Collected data

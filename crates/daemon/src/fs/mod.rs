//! Filesystem inspection and idempotent mount-point maintenance.
//!
//! Everything here answers "does the filesystem already satisfy the goal?"
//! before mutating anything, so the orchestrator's retries converge
//! instead of tripping over already-exists conditions. The OS mount table
//! is the sole source of truth: observations are re-derived on every call
//! and never cached.

pub mod fake;
mod mount_table;

use std::ffi::CString;
use std::io;
use std::os::unix::ffi::OsStrExt;
use std::path::{Path, PathBuf};
use std::sync::Arc;

use tracing::debug;

/// An observed, already-mounted filesystem at some path.
#[derive(Debug, Clone, PartialEq, Eq)]
pub struct MountDescriptor {
    pub fs_type: String,
    pub read_only: bool,
}

impl MountDescriptor {
    /// Whether this mount is the one a request asks for.
    pub fn matches(&self, fs_type: &str, read_only: bool) -> bool {
        self.fs_type == fs_type && self.read_only == read_only
    }
}

/// What `stat` found at a path, reduced to what the inspector cares about.
#[derive(Debug, Clone, Copy, PartialEq, Eq)]
pub enum PathKind {
    Directory,
    Other,
}

#[derive(Debug, thiserror::Error)]
pub enum FsError {
    /// Something that is not a directory sits at the target path. A
    /// misconfiguration signal, never auto-repaired.
    #[error("a non-directory file exists at {}", path.display())]
    NotADirectory { path: PathBuf },
    #[error("{op} {}: {source}", path.display())]
    Io {
        op: &'static str,
        path: PathBuf,
        #[source]
        source: io::Error,
    },
}

impl FsError {
    fn io(op: &'static str, path: &Path, source: io::Error) -> Self {
        Self::Io {
            op,
            path: path.to_path_buf(),
            source,
        }
    }
}

/// Low-level filesystem primitives, injectable for tests.
pub trait Sys: Send + Sync {
    /// `stat(2)`; `Ok(None)` when nothing exists at `path`.
    fn path_kind(&self, path: &Path) -> io::Result<Option<PathKind>>;
    /// The mount-table entry whose target is exactly `path`, if any.
    fn mount_entry(&self, path: &Path) -> io::Result<Option<MountDescriptor>>;
    fn make_dir(&self, path: &Path) -> io::Result<()>;
    fn remove_dir(&self, path: &Path) -> io::Result<()>;
    fn unmount(&self, path: &Path) -> io::Result<()>;
}

/// [`Sys`] implementation backed by the real OS.
#[derive(Debug, Clone)]
pub struct SystemSys {
    mounts_path: PathBuf,
}

impl Default for SystemSys {
    fn default() -> Self {
        Self {
            mounts_path: PathBuf::from("/proc/self/mounts"),
        }
    }
}

impl SystemSys {
    /// Read the mount table from an alternate file. Tests point this at a
    /// fixture; production always uses `/proc/self/mounts`.
    pub fn with_mounts_path(mounts_path: impl Into<PathBuf>) -> Self {
        Self {
            mounts_path: mounts_path.into(),
        }
    }
}

impl Sys for SystemSys {
    fn path_kind(&self, path: &Path) -> io::Result<Option<PathKind>> {
        match std::fs::metadata(path) {
            Ok(meta) if meta.is_dir() => Ok(Some(PathKind::Directory)),
            Ok(_) => Ok(Some(PathKind::Other)),
            Err(e) if e.kind() == io::ErrorKind::NotFound => Ok(None),
            Err(e) => Err(e),
        }
    }

    fn mount_entry(&self, path: &Path) -> io::Result<Option<MountDescriptor>> {
        let table = std::fs::read_to_string(&self.mounts_path)?;
        Ok(mount_table::find_entry(&table, path))
    }

    fn make_dir(&self, path: &Path) -> io::Result<()> {
        std::fs::create_dir(path)
    }

    fn remove_dir(&self, path: &Path) -> io::Result<()> {
        std::fs::remove_dir(path)
    }

    fn unmount(&self, path: &Path) -> io::Result<()> {
        let target = CString::new(path.as_os_str().as_bytes())
            .map_err(|_| io::Error::new(io::ErrorKind::InvalidInput, "path contains NUL"))?;
        // SAFETY: target is a valid NUL-terminated C string.
        let rc = unsafe { libc::umount(target.as_ptr()) };
        if rc != 0 {
            return Err(io::Error::last_os_error());
        }
        Ok(())
    }
}

/// High-level, idempotent filesystem operations over a [`Sys`].
#[derive(Clone)]
pub struct Fs {
    sys: Arc<dyn Sys>,
}

impl Default for Fs {
    fn default() -> Self {
        Self::new(Arc::new(SystemSys::default()))
    }
}

impl Fs {
    pub fn new(sys: Arc<dyn Sys>) -> Self {
        Self { sys }
    }

    /// Look for a mount at `path`.
    ///
    /// "Path does not exist" and "path is not a mount point" are normal
    /// outcomes mapped to `Ok(None)`; only genuine stat or mount-table
    /// failures are errors.
    pub fn find_mount(&self, path: &Path) -> Result<Option<MountDescriptor>, FsError> {
        let kind = self
            .sys
            .path_kind(path)
            .map_err(|e| FsError::io("stat", path, e))?;
        if kind.is_none() {
            return Ok(None);
        }
        self.sys
            .mount_entry(path)
            .map_err(|e| FsError::io("reading mount table for", path, e))
    }

    /// Idempotently make a directory at `path` with default permissions.
    pub fn ensure_dir_exists(&self, path: &Path) -> Result<(), FsError> {
        match self
            .sys
            .path_kind(path)
            .map_err(|e| FsError::io("stat", path, e))?
        {
            None => self
                .sys
                .make_dir(path)
                .map_err(|e| FsError::io("mkdir", path, e)),
            Some(PathKind::Directory) => Ok(()),
            Some(PathKind::Other) => Err(FsError::NotADirectory {
                path: path.to_path_buf(),
            }),
        }
    }

    /// Idempotently remove the mount and directory at `path`.
    ///
    /// Unmount strictly precedes directory removal; if the unmount fails
    /// the directory is left in place so a still-mounted path is never
    /// orphaned.
    pub fn ensure_mount_removed(&self, path: &Path) -> Result<(), FsError> {
        debug!(path = %path.display(), "removing mount point");
        let kind = self
            .sys
            .path_kind(path)
            .map_err(|e| FsError::io("stat", path, e))?;
        if kind.is_none() {
            return Ok(());
        }
        let mounted = self
            .sys
            .mount_entry(path)
            .map_err(|e| FsError::io("reading mount table for", path, e))?;
        if mounted.is_some() {
            self.sys
                .unmount(path)
                .map_err(|e| FsError::io("umount", path, e))?;
        }
        self.sys
            .remove_dir(path)
            .map_err(|e| FsError::io("rmdir", path, e))
    }
}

**WHAT THE TASK REQUIRES:**
Without dropping a single line, output the records above exactly.

**PROBLEM SOLUTION:**
filename crates/daemon/src/fs/mod.rs
//! Filesystem inspection and idempotent mount-point maintenance.
//!
//! Everything here answers "does the filesystem already satisfy the goal?"
//! before mutating anything, so the orchestrator's retries converge
//! instead of tripping over already-exists conditions. The OS mount table
//! is the sole source of truth: observations are re-derived on every call
//! and never cached.

pub mod fake;
mod mount_table;

use std::ffi::CString;
use std::io;
use std::os::unix::ffi::OsStrExt;
use std::path::{Path, PathBuf};
use std::sync::Arc;

use tracing::debug;

/// An observed, already-mounted filesystem at some path.
#[derive(Debug, Clone, PartialEq, Eq)]
pub struct MountDescriptor {
    pub fs_type: String,
    pub read_only: bool,
}

impl MountDescriptor {
    /// Whether this mount is the one a request asks for.
    pub fn matches(&self, fs_type: &str, read_only: bool) -> bool {
        self.fs_type == fs_type && self.read_only == read_only
    }
}

/// What `stat` found at a path, reduced to what the inspector cares about.
#[derive(Debug, Clone, Copy, PartialEq, Eq)]
pub enum PathKind {
    Directory,
    Other,
}

#[derive(Debug, thiserror::Error)]
pub enum FsError {
    /// Something that is not a directory sits at the target path. A
    /// misconfiguration signal, never auto-repaired.
    #[error("a non-directory file exists at {}", path.display())]
    NotADirectory { path: PathBuf },
    #[error("{op} {}: {source}", path.display())]
    Io {
        op: &'static str,
        path: PathBuf,
        #[source]
        source: io::Error,
    },
}

impl FsError {
    fn io(op: &'static str, path: &Path, source: io::Error) -> Self {
        Self::Io {
            op,
            path: path.to_path_buf(),
            source,
        }
    }
}

/// Low-level filesystem primitives, injectable for tests.
pub trait Sys: Send + Sync {
    /// `stat(2)`; `Ok(None)` when nothing exists at `path`.
    fn path_kind(&self, path: &Path) -> io::Result<Option<PathKind>>;
    /// The mount-table entry whose target is exactly `path`, if any.
    fn mount_entry(&self, path: &Path) -> io::Result<Option<MountDescriptor>>;
    fn make_dir(&self, path: &Path) -> io::Result<()>;
    fn remove_dir(&self, path: &Path) -> io::Result<()>;
    fn unmount(&self, path: &Path) -> io::Result<()>;
}

/// [`Sys`] implementation backed by the real OS.
#[derive(Debug, Clone)]
pub struct SystemSys {
    mounts_path: PathBuf,
}

impl Default for SystemSys {
    fn default() -> Self {
        Self {
            mounts_path: PathBuf::from("/proc/self/mounts"),
        }
    }
}

impl SystemSys {
    /// Read the mount table from an alternate file. Tests point this at a
    /// fixture; production always uses `/proc/self/mounts`.
    pub fn with_mounts_path(mounts_path: impl Into<PathBuf>) -> Self {
        Self {
            mounts_path: mounts_path.into(),
        }
    }
}

impl Sys for SystemSys {
    fn path_kind(&self, path: &Path) -> io::Result<Option<PathKind>> {
        match std::fs::metadata(path) {
            Ok(meta) if meta.is_dir() => Ok(Some(PathKind::Directory)),
            Ok(_) => Ok(Some(PathKind::Other)),
            Err(e) if e.kind() == io::ErrorKind::NotFound => Ok(None),
            Err(e) => Err(e),
        }
    }

    fn mount_entry(&self, path: &Path) -> io::Result<Option<MountDescriptor>> {
        let table = std::fs::read_to_string(&self.mounts_path)?;
        Ok(mount_table::find_entry(&table, path))
    }

    fn make_dir(&self, path: &Path) -> io::Result<()> {
        std::fs::create_dir(path)
    }

    fn remove_dir(&self, path: &Path) -> io::Result<()> {
        std::fs::remove_dir(path)
    }

    fn unmount(&self, path: &Path) -> io::Result<()> {
        let target = CString::new(path.as_os_str().as_bytes())
            .map_err(|_| io::Error::new(io::ErrorKind::InvalidInput, "path contains NUL"))?;
        // SAFETY: target is a valid NUL-terminated C string.
        let rc = unsafe { libc::umount(target.as_ptr()) };
        if rc != 0 {
            return Err(io::Error::last_os_error());
        }
        Ok(())
    }
}

/// High-level, idempotent filesystem operations over a [`Sys`].
#[derive(Clone)]
pub struct Fs {
    sys: Arc<dyn Sys>,
}

impl Default for Fs {
    fn default() -> Self {
        Self::new(Arc::new(SystemSys::default()))
    }
}

impl Fs {
    pub fn new(sys: Arc<dyn Sys>) -> Self {
        Self { sys }
    }

    /// Look for a mount at `path`.
    ///
    /// "Path does not exist" and "path is not a mount point" are normal
    /// outcomes mapped to `Ok(None)`; only genuine stat or mount-table
    /// failures are errors.
    pub fn find_mount(&self, path: &Path) -> Result<Option<MountDescriptor>, FsError> {
        let kind = self
            .sys
            .path_kind(path)
            .map_err(|e| FsError::io("stat", path, e))?;
        if kind.is_none() {
            return Ok(None);
        }
        self.sys
            .mount_entry(path)
            .map_err(|e| FsError::io("reading mount table for", path, e))
    }

    /// Idempotently make a directory at `path` with default permissions.
    pub fn ensure_dir_exists(&self, path: &Path) -> Result<(), FsError> {
        match self
            .sys
            .path_kind(path)
            .map_err(|e| FsError::io("stat", path, e))?
        {
            None => self
                .sys
                .make_dir(path)
                .map_err(|e| FsError::io("mkdir", path, e)),
            Some(PathKind::Directory) => Ok(()),
            Some(PathKind::Other) => Err(FsError::NotADirectory {
                path: path.to_path_buf(),
            }),
        }
    }

    /// Idempotently remove the mount and directory at `path`.
    ///
    /// Unmount strictly precedes directory removal; if the unmount fails
    /// the directory is left in place so a still-mounted path is never
    /// orphaned.
    pub fn ensure_mount_removed(&self, path: &Path) -> Result<(), FsError> {
        debug!(path = %path.display(), "removing mount point");
        let kind = self
            .sys
            .path_kind(path)
            .map_err(|e| FsError::io("stat", path, e))?;
        if kind.is_none() {
            return Ok(());
        }
        let mounted = self
            .sys
            .mount_entry(path)
            .map_err(|e| FsError::io("reading mount table for", path, e))?;
        if mounted.is_some() {
            self.sys
                .unmount(path)
                .map_err(|e| FsError::io("umount", path, e))?;
        }
        self.sys
            .remove_dir(path)
            .map_err(|e| FsError::io("rmdir", path, e))
    }
}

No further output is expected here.